> _The problem_:
Would you write out all the records again, exactly?

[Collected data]
use crate::mcp::tool_names;

const BODY_PREVIEW_CHARS: usize = 200;
const REPO_LIST_CAP: usize = 10;
const ISSUE_LIST_CAP: usize = 5;
const PR_LIST_CAP: usize = 5;
const FALLBACK_ENTRY_CAP: usize = 10;

/// Formats a tool result for display. Never fails; when no template or
/// probe applies the raw JSON is shown instead.
pub fn format_result(tool_name: &str, data: &Value) -> String {
    format_known_tool(tool_name, data).unwrap_or_else(|| format_by_shape(data))
}

/// Dedicated templates for the tools the pipeline knows by name. Returns
/// `None` when the payload does not have the expected shape, letting the
/// structural probes take over.
fn format_known_tool(tool_name: &str, data: &Value) -> Option<String> {
    match tool_name {
        tool_names::SEARCH_REPOSITORIES => {
            let items = data
                .get("items")
                .and_then(Value::as_array)
                .or_else(|| data.as_array())?;
            Some(format_repo_list(items))
        }
        tool_names::LIST_PULL_REQUESTS => data.as_array().map(|items| format_pr_list(items)),
        tool_names::LIST_ISSUES => data.as_array().map(|items| format_issue_list(items)),
        tool_names::GET_ISSUE => data.as_object().map(format_issue),
        tool_names::GET_ME => data.as_object().map(format_user),
        tool_names::LIST_AVAILABLE_TOOLS => data.as_array().map(|tools| format_tool_list(tools)),
        _ => None,
    }
}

> _Reply to the exercise_:
use crate::mcp::tool_names;

const BODY_PREVIEW_CHARS: usize = 200;
const REPO_LIST_CAP: usize = 10;
const ISSUE_LIST_CAP: usize = 5;
const PR_LIST_CAP: usize = 5;
const FALLBACK_ENTRY_CAP: usize = 10;

/// Formats a tool result for display. Never fails; when no template or
/// probe applies the raw JSON is shown instead.
pub fn format_result(tool_name: &str, data: &Value) -> String {
    format_known_tool(tool_name, data).unwrap_or_else(|| format_by_shape(data))
}

/// Dedicated templates for the tools the pipeline knows by name. Returns
/// `None` when the payload does not have the expected shape, letting the
/// structural probes take over.
fn format_known_tool(tool_name: &str, data: &Value) -> Option<String> {
    match tool_name {
        tool_names::SEARCH_REPOSITORIES => {
            let items = data
                .get("items")
                .and_then(Value::as_array)
                .or_else(|| data.as_array())?;
            Some(format_repo_list(items))
        }
        tool_names::LIST_PULL_REQUESTS => data.as_array().map(|items| format_pr_list(items)),
        tool_names::LIST_ISSUES => data.as_array().map(|items| format_issue_list(items)),
        tool_names::GET_ISSUE => data.as_object().map(format_issue),
        tool_names::GET_ME => data.as_object().map(format_user),
        tool_names::LIST_AVAILABLE_TOOLS => data.as_array().map(|tools| format_tool_list(tools)),
        _ => None,
    }
}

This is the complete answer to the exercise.